Machine Learning Insights into the Geochemical Life Cycle of the Columbia River Flood Basalts
Listed in
This article is not in any list yet, why not save it to one of your lists.Abstract
Flood basalts are challenging to characterize in detail, despite enormous their erupted volumes, due to their age and chemical homogeneity. Here we explore machine learning (ML) approaches for classification and pattern identification in whole rock geochemical data of the Columbia River Flood Basalts (CRFB), which provide key constraints on magma generation, transport, and emplacement. We utilize supervised and unsupervised ML workflows to (1) classify unknown samples into an assumed CRFB stratigraphy, and (2) identify geochemical patterns independent of eruptive order that fingerprint the underlying petrologic processes associated with magma genesis and ascent. We synthesize a large new database of chemical analyses and use a high dimensional approach that leverages all possible ratios of major and trace elements. The supervised model demonstrates ~99% effectiveness for classification into Formation level classes and ~89% effectiveness on a member level from a complete labeled dataset, and slightly lower (~90%) Formation-level accuracy for a partially labeled dataset.

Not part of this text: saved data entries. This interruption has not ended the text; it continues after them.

//! OpenRouter chat-completions client

use super::prompt::{build_prompt, parse_recipe_content, SYSTEM_PROMPT};
use super::LlmError;
use crate::config::LlmConfig;
use healthymeal_shared::types::{GeneratedRecipe, RecipeGenerationRequest};
use secrecy::{ExposeSecret, SecretString};
use serde::Deserialize;
use serde_json::json;
use std::time::{Duration, Instant};
use tracing::{debug, info, warn};

#[derive(Debug, Deserialize)]
struct ChatCompletion {
    #[serde(default)]
    choices: Vec<Choice>,
}

#[derive(Debug, Deserialize)]
struct Choice {
    message: ChoiceMessage,
}

#[derive(Debug, Deserialize)]
struct ChoiceMessage {
    content: Option<String>,
}

pub struct OpenRouterClient {
    http: reqwest::Client,
    enabled: bool,
    api_url: String,
    api_key: SecretString,
    model: String,
    app_url: String,
    app_title: String,
    temperature: f64,
    max_tokens: u32,
}

impl OpenRouterClient {
    pub fn new(config: &LlmConfig) -> Result<Self, LlmError> {
        let http = reqwest::Client::builder()
            .timeout(Duration::from_secs(config.timeout_secs))
            .build()?;

        Ok(Self {
            http,
            enabled: config.enabled,
            api_url: config.api_url.clone(),
            api_key: SecretString::new(config.api_key.clone()),
            model: config.model.clone(),
            app_url: config.app_url.clone(),
            app_title: config.app_title.clone(),
            temperature: config.temperature,
            max_tokens: config.max_tokens,
        })
    }

    pub fn is_enabled(&self) -> bool {
        self.enabled
    }

    /// Ask the model for a recipe matching `request`
    pub async fn generate_recipe(
        &self,
        request: &RecipeGenerationRequest,
    ) -> Result<GeneratedRecipe, LlmError> {
        if !self.enabled {
            return Err(LlmError::Disabled);
        }

        let body = json!({
            "model": self.model,
            "messages": [
                { "role": "system", "content": SYSTEM_PROMPT },
                { "role": "user", "content": build_prompt(request) },
            ],
            "temperature": self.temperature,
            "max_tokens": self.max_tokens,
            "response_format": { "type": "json_object" },
        });

        let started = Instant::now();
        let result = self
            .http
            .post(&self.api_url)
            .bearer_auth(self.api_key.expose_secret())
            .header("HTTP-Referer", &self.app_url)
            .header("X-Title", &self.app_title)
            .json(&body)
            .send()
            .await;
        metrics::histogram!("healthymeal_llm_request_seconds")
            .record(started.elapsed().as_secs_f64());

        let response = result?;
        let status = response.status();
        let text = response.text().await?;

        if !status.is_success() {
            let message = serde_json::from_str::<serde_json::Value>(&text)
                .ok()
                .and_then(|v| {
                    v.pointer("/error/message")
                        .and_then(|m| m.as_str())
                        .map(str::to_string)
                })
                .unwrap_or_else(|| format!("request failed with status {}", status.as_u16()));
            warn!(status = status.as_u16(), %message, "AI service returned an error");
            metrics::counter!("healthymeal_llm_errors_total").increment(1);
            return Err(LlmError::Api {
                status: status.as_u16(),
                message,
            });
        }

        let completion: ChatCompletion = serde_json::from_str(&text)
            .map_err(|e| LlmError::InvalidResponse(format!("Unexpected completion body: {}", e)))?;
        let content = completion
            .choices
            .into_iter()
            .next()
            .and_then(|c| c.message.content)
            .filter(|c| !c.trim().is_empty())
            .ok_or_else(|| LlmError::InvalidResponse("Empty completion".to_string()))?;

        debug!(chars = content.len(), "Received completion");
        let recipe = parse_recipe_content(&content).map_err(|e| {
            metrics::counter!("healthymeal_llm_errors_total").increment(1);
            e
        })?;

        info!(
            model = %self.model,
            title = %recipe.title,
            elapsed_ms = started.elapsed().as_millis() as u64,
            "Recipe generated"
        );
        Ok(recipe)
    }
}

#[cfg(test)]
mod tests {
    use super::*;
    use wiremock::matchers::{body_partial_json, header, method, path};
    use wiremock::{Mock, MockServer, ResponseTemplate};

    fn config(server: &MockServer) -> LlmConfig {
        LlmConfig {
            api_url: format!("{}/api/v1/chat/completions", server.uri()),
            api_key: "sk-or-test".to_string(),
            model: "test/model".to_string(),
            ..LlmConfig::default()
        }
    }

    fn request() -> RecipeGenerationRequest {
        RecipeGenerationRequest {
            prompt: "tomato soup".to_string(),
            preferences: None,
        }
    }

    fn completion(content: &str) -> serde_json::Value {
        json!({ "choices": [ { "message": { "role": "assistant", "content": content } } ] })
    }

    #[tokio::test]
    async fn test_generate_recipe_sends_openrouter_headers() {
        let server = MockServer::start().await;
        let content = r#"{"recipe":{"title":"Tomato Soup","description":"Warm","ingredients":[{"name":"Tomato","amount":"4","unit":"pcs"}],"instructions":["Cook"],"nutrition":{"calories":200,"protein":5,"carbs":30,"fat":6},"cooking_time":25,"difficulty":"easy"}}"#;

        Mock::given(method("POST"))
            .and(path("/api/v1/chat/completions"))
            .and(header("authorization", "Bearer sk-or-test"))
            .and(header("x-title", "HealthyMeal"))
            .and(body_partial_json(json!({
                "model": "test/model",
                "max_tokens": 2000,
                "response_format": { "type": "json_object" }
            })))
            .respond_with(ResponseTemplate::new(200).set_body_json(completion(content)))
            .expect(1)
            .mount(&server)
            .await;

        let client = OpenRouterClient::new(&config(&server)).unwrap();
        let recipe = client.generate_recipe(&request()).await.unwrap();
        assert_eq!(recipe.title, "Tomato Soup");
        assert_eq!(recipe.nutrition.calories, 200.0);
    }

    #[tokio::test]
    async fn test_api_error_message_is_extracted() {
        let server = MockServer::start().await;
        Mock::given(method("POST"))
            .respond_with(ResponseTemplate::new(402).set_body_json(json!({
                "error": { "message": "Insufficient credits", "code": 402 }
            })))
            .mount(&server)
            .await;

        let client = OpenRouterClient::new(&config(&server)).unwrap();
        match client.generate_recipe(&request()).await {
            Err(LlmError::Api { status, message }) => {
                assert_eq!(status, 402);
                assert_eq!(message, "Insufficient credits");
            }
            other => panic!("unexpected result: {:?}", other.map(|r| r.title)),
        }
    }

    #[tokio::test]
    async fn test_empty_choices_is_invalid() {
        let server = MockServer::start().await;
        Mock::given(method("POST"))
            .respond_with(ResponseTemplate::new(200).set_body_json(json!({ "choices": [] })))
            .mount(&server)
            .await;

        let client = OpenRouterClient::new(&config(&server)).unwrap();
        assert!(matches!(
            client.generate_recipe(&request()).await,
            Err(LlmError::InvalidResponse(_))
        ));
    }

    #[tokio::test]
    async fn test_disabled_client_makes_no_request() {
        let server = MockServer::start().await;
        Mock::given(method("POST"))
            .respond_with(ResponseTemplate::new(200))
            .expect(0)
            .mount(&server)
            .await;

        let mut cfg = config(&server);
        cfg.enabled = false;
        let client = OpenRouterClient::new(&cfg).unwrap();
        assert!(matches!(
            client.generate_recipe(&request()).await,
            Err(LlmError::Disabled)
        ));
    }
}
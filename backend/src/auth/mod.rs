//! Authentication module
//!
//! Validates access tokens issued by the BaaS auth API.

mod jwt;
mod middleware;

#[cfg(test)]
pub(crate) use jwt::sign_test_token;
pub use jwt::{Claims, JwtService, AUTHENTICATED_AUDIENCE};
pub use middleware::AuthUser;
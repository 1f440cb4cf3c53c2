//! Table query builder
//!
//! Builds REST table requests (`col=eq.value`, `order=col.desc`,
//! `offset`/`limit`) and executes them with the owning user's token.

use super::client::{decode_json, RestClient};
use super::error::BaasError;
use reqwest::{Method, RequestBuilder};
use serde::de::DeserializeOwned;
use serde::Serialize;

/// Rows returned by `fetch`, with the exact total when it was requested
#[derive(Debug, Clone)]
pub struct Fetched<T> {
    pub rows: Vec<T>,
    pub total: Option<u64>,
}

/// Query against one table
#[derive(Debug)]
pub struct TableQuery {
    rest: RestClient,
    table: String,
    select: Option<String>,
    filters: Vec<(String, String)>,
    order: Vec<String>,
    offset: Option<u64>,
    limit: Option<u64>,
    count_exact: bool,
}

impl TableQuery {
    pub(crate) fn new(rest: RestClient, table: &str) -> Self {
        Self {
            rest,
            table: table.to_string(),
            select: None,
            filters: Vec::new(),
            order: Vec::new(),
            offset: None,
            limit: None,
            count_exact: false,
        }
    }

    /// Columns to return; embedded resources use `alias:table(cols)`
    pub fn select(mut self, columns: &str) -> Self {
        self.select = Some(columns.to_string());
        self
    }

    pub fn eq(mut self, column: &str, value: impl ToString) -> Self {
        self.filters
            .push((column.to_string(), format!("eq.{}", value.to_string())));
        self
    }

    pub fn neq(mut self, column: &str, value: impl ToString) -> Self {
        self.filters
            .push((column.to_string(), format!("neq.{}", value.to_string())));
        self
    }

    /// Case-insensitive match; `*` in `pattern` is the wildcard
    pub fn ilike(mut self, column: &str, pattern: &str) -> Self {
        self.filters
            .push((column.to_string(), format!("ilike.{}", pattern)));
        self
    }

    pub fn in_list<I, V>(mut self, column: &str, values: I) -> Self
    where
        I: IntoIterator<Item = V>,
        V: ToString,
    {
        let quoted: Vec<String> = values
            .into_iter()
            .map(|v| quote_list_value(&v.to_string()))
            .collect();
        self.filters
            .push((column.to_string(), format!("in.({})", quoted.join(","))));
        self
    }

    pub fn order(mut self, column: &str, ascending: bool) -> Self {
        let direction = if ascending { "asc" } else { "desc" };
        self.order.push(format!("{}.{}", column, direction));
        self
    }

    /// Inclusive row range, zero based
    pub fn range(mut self, from: u64, to: u64) -> Self {
        self.offset = Some(from);
        self.limit = Some(to.saturating_sub(from) + 1);
        self
    }

    pub fn limit(mut self, limit: u64) -> Self {
        self.limit = Some(limit);
        self
    }

    /// Ask for the exact number of matching rows
    pub fn count_exact(mut self) -> Self {
        self.count_exact = true;
        self
    }

    fn query_pairs(&self, with_select: bool) -> Vec<(String, String)> {
        let mut pairs = Vec::new();
        if with_select {
            if let Some(select) = &self.select {
                pairs.push(("select".to_string(), select.clone()));
            }
        }
        pairs.extend(self.filters.iter().cloned());
        if !self.order.is_empty() {
            pairs.push(("order".to_string(), self.order.join(",")));
        }
        if let Some(offset) = self.offset {
            pairs.push(("offset".to_string(), offset.to_string()));
        }
        if let Some(limit) = self.limit {
            pairs.push(("limit".to_string(), limit.to_string()));
        }
        pairs
    }

    fn build(&self, method: Method, with_select: bool) -> RequestBuilder {
        self.rest
            .request(method, &self.table)
            .query(&self.query_pairs(with_select))
    }

    async fn send(
        &self,
        builder: RequestBuilder,
        operation: &'static str,
    ) -> Result<reqwest::Response, BaasError> {
        self.rest.client().send(builder, operation, &self.table).await
    }

    /// Run a select
    pub async fn fetch<T: DeserializeOwned>(self) -> Result<Fetched<T>, BaasError> {
        let mut builder = self.build(Method::GET, true);
        if self.count_exact {
            builder = builder.header("Prefer", "count=exact");
        }
        let response = self.send(builder, "select").await?;
        let total = response
            .headers()
            .get("content-range")
            .and_then(|v| v.to_str().ok())
            .and_then(parse_content_range);
        let rows = decode_json(response).await?;
        Ok(Fetched { rows, total })
    }

    /// First matching row, if any
    pub async fn fetch_optional<T: DeserializeOwned>(self) -> Result<Option<T>, BaasError> {
        let fetched = self.limit(1).fetch::<T>().await?;
        Ok(fetched.rows.into_iter().next())
    }

    /// Exact number of matching rows, without transferring them
    ///
    /// `select` is sent along so embedded `!inner` joins can filter.
    pub async fn count(self) -> Result<u64, BaasError> {
        let builder = self
            .build(Method::HEAD, true)
            .header("Prefer", "count=exact");
        let response = self.send(builder, "count").await?;
        response
            .headers()
            .get("content-range")
            .and_then(|v| v.to_str().ok())
            .and_then(parse_content_range)
            .ok_or_else(|| BaasError::Decode("missing row count".to_string()))
    }

    /// Insert rows and return them as stored
    pub async fn insert<B, T>(self, rows: &B) -> Result<Vec<T>, BaasError>
    where
        B: Serialize + ?Sized,
        T: DeserializeOwned,
    {
        let builder = self
            .build(Method::POST, true)
            .header("Prefer", "return=representation")
            .json(rows);
        let response = self.send(builder, "insert").await?;
        decode_json(response).await
    }

    /// Insert a single row and return it as stored
    pub async fn insert_one<B, T>(self, row: &B) -> Result<T, BaasError>
    where
        B: Serialize + ?Sized,
        T: DeserializeOwned,
    {
        let rows: Vec<T> = self.insert(row).await?;
        rows.into_iter().next().ok_or(BaasError::EmptyResult)
    }

    /// Insert rows without reading them back
    pub async fn insert_silent<B>(self, rows: &B) -> Result<(), BaasError>
    where
        B: Serialize + ?Sized,
    {
        let builder = self
            .build(Method::POST, false)
            .header("Prefer", "return=minimal")
            .json(rows);
        self.send(builder, "insert").await?;
        Ok(())
    }

    /// Patch matching rows and return them as stored
    pub async fn update<B, T>(self, patch: &B) -> Result<Vec<T>, BaasError>
    where
        B: Serialize + ?Sized,
        T: DeserializeOwned,
    {
        let builder = self
            .build(Method::PATCH, true)
            .header("Prefer", "return=representation")
            .json(patch);
        let response = self.send(builder, "update").await?;
        decode_json(response).await
    }

    /// Delete matching rows
    pub async fn delete(self) -> Result<(), BaasError> {
        let builder = self
            .build(Method::DELETE, false)
            .header("Prefer", "return=minimal");
        self.send(builder, "delete").await?;
        Ok(())
    }
}

/// Total from a `Content-Range` header such as `0-9/42` or `*/0`
pub fn parse_content_range(value: &str) -> Option<u64> {
    value.rsplit_once('/')?.1.trim().parse().ok()
}

/// Escape LIKE metacharacters so `term` matches literally
pub fn escape_like(term: &str) -> String {
    let mut escaped = String::with_capacity(term.len());
    for c in term.chars() {
        if matches!(c, '\\' | '%' | '_') {
            escaped.push('\\');
        }
        escaped.push(c);
    }
    escaped
}

fn quote_list_value(value: &str) -> String {
    format!("\"{}\"", value.replace('\\', "\\\\").replace('"', "\\\""))
}
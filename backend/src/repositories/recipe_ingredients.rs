//! Recipe ingredient join rows

use crate::baas::{BaasError, Fetched, RestClient};
use chrono::{DateTime, Utc};
use serde::{Deserialize, Serialize};
use std::collections::HashMap;
use uuid::Uuid;

const TABLE: &str = "recipe_ingredients";
const COLUMNS: &str = "id,recipe_id,ingredient_id,amount,unit,notes";
/// Inner join on the owning recipe so only active recipes count as usage
const ACTIVE_USAGE: &str = "ingredient_id,recipes!inner(is_active)";

#[derive(Debug, Clone, Deserialize)]
pub struct RecipeIngredientRecord {
    pub id: Uuid,
    pub recipe_id: Uuid,
    pub ingredient_id: Uuid,
    pub amount: f64,
    pub unit: String,
    pub notes: Option<String>,
}

/// Input for one join row
#[derive(Debug, Clone, Serialize)]
pub struct CreateRecipeIngredientRow {
    pub recipe_id: Uuid,
    pub ingredient_id: Uuid,
    pub amount: f64,
    pub unit: String,
    pub notes: Option<String>,
    pub created_at: DateTime<Utc>,
    pub updated_at: DateTime<Utc>,
}

impl From<&RecipeIngredientRecord> for CreateRecipeIngredientRow {
    fn from(r: &RecipeIngredientRecord) -> Self {
        let now = Utc::now();
        Self {
            recipe_id: r.recipe_id,
            ingredient_id: r.ingredient_id,
            amount: r.amount,
            unit: r.unit.clone(),
            notes: r.notes.clone(),
            created_at: now,
            updated_at: now,
        }
    }
}

#[derive(Debug, Deserialize)]
struct IngredientIdRow {
    ingredient_id: Uuid,
}

/// Recipe ingredient repository for BaaS operations
pub struct RecipeIngredientRepository;

impl RecipeIngredientRepository {
    /// Insert all rows in one request
    pub async fn insert_many(
        db: &RestClient,
        rows: &[CreateRecipeIngredientRow],
    ) -> Result<Vec<RecipeIngredientRecord>, BaasError> {
        if rows.is_empty() {
            return Ok(Vec::new());
        }
        db.from(TABLE).select(COLUMNS).insert(rows).await
    }

    pub async fn insert_one(
        db: &RestClient,
        row: &CreateRecipeIngredientRow,
    ) -> Result<RecipeIngredientRecord, BaasError> {
        db.from(TABLE).select(COLUMNS).insert_one(row).await
    }

    pub async fn list_by_recipe(
        db: &RestClient,
        recipe_id: Uuid,
    ) -> Result<Vec<RecipeIngredientRecord>, BaasError> {
        let fetched = db
            .from(TABLE)
            .select(COLUMNS)
            .eq("recipe_id", recipe_id)
            .fetch()
            .await?;
        Ok(fetched.rows)
    }

    pub async fn delete_by_recipe(db: &RestClient, recipe_id: Uuid) -> Result<(), BaasError> {
        db.from(TABLE).eq("recipe_id", recipe_id).delete().await
    }

    /// Ingredient ids referenced by the given recipes, with repeats
    pub async fn ingredient_ids_for_recipes(
        db: &RestClient,
        recipe_ids: &[Uuid],
    ) -> Result<Vec<Uuid>, BaasError> {
        if recipe_ids.is_empty() {
            return Ok(Vec::new());
        }
        let fetched: Fetched<IngredientIdRow> = db
            .from(TABLE)
            .select("ingredient_id")
            .in_list("recipe_id", recipe_ids)
            .fetch()
            .await?;
        Ok(fetched.rows.into_iter().map(|r| r.ingredient_id).collect())
    }

    /// How many active recipes' rows reference each of `ingredient_ids`
    pub async fn usage_counts(
        db: &RestClient,
        ingredient_ids: &[Uuid],
    ) -> Result<HashMap<Uuid, u64>, BaasError> {
        let mut counts = HashMap::new();
        if ingredient_ids.is_empty() {
            return Ok(counts);
        }
        let fetched: Fetched<IngredientIdRow> = db
            .from(TABLE)
            .select(ACTIVE_USAGE)
            .in_list("ingredient_id", ingredient_ids)
            .eq("recipes.is_active", true)
            .fetch()
            .await?;
        for row in fetched.rows {
            *counts.entry(row.ingredient_id).or_insert(0) += 1;
        }
        Ok(counts)
    }

    /// Rows of active recipes that use `ingredient_id`
    pub async fn count_for_ingredient(
        db: &RestClient,
        ingredient_id: Uuid,
    ) -> Result<u64, BaasError> {
        db.from(TABLE)
            .select(ACTIVE_USAGE)
            .eq("ingredient_id", ingredient_id)
            .eq("recipes.is_active", true)
            .count()
            .await
    }
}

Unsupervised clustering suggests similarities between member classes across stratigraphic boundaries in mantle source composition and crustal processing pathways. In particular, we find compositional clusters that point to a rapid expansion of crustal storage within the Grande Ronde, and primitive samples spanning all Formations that likely fingerprint persistent recharge from multiple mantle sources. Comparison of supervised and unsupervised approaches re-enforces known patterns in CRFB chemistry but also highlights areas where further data assimilation could lead to robust insights. This approach represents a powerful framework for classification and highlights significant future opportunities to objectively characterize petrologic datasets like the CRFB.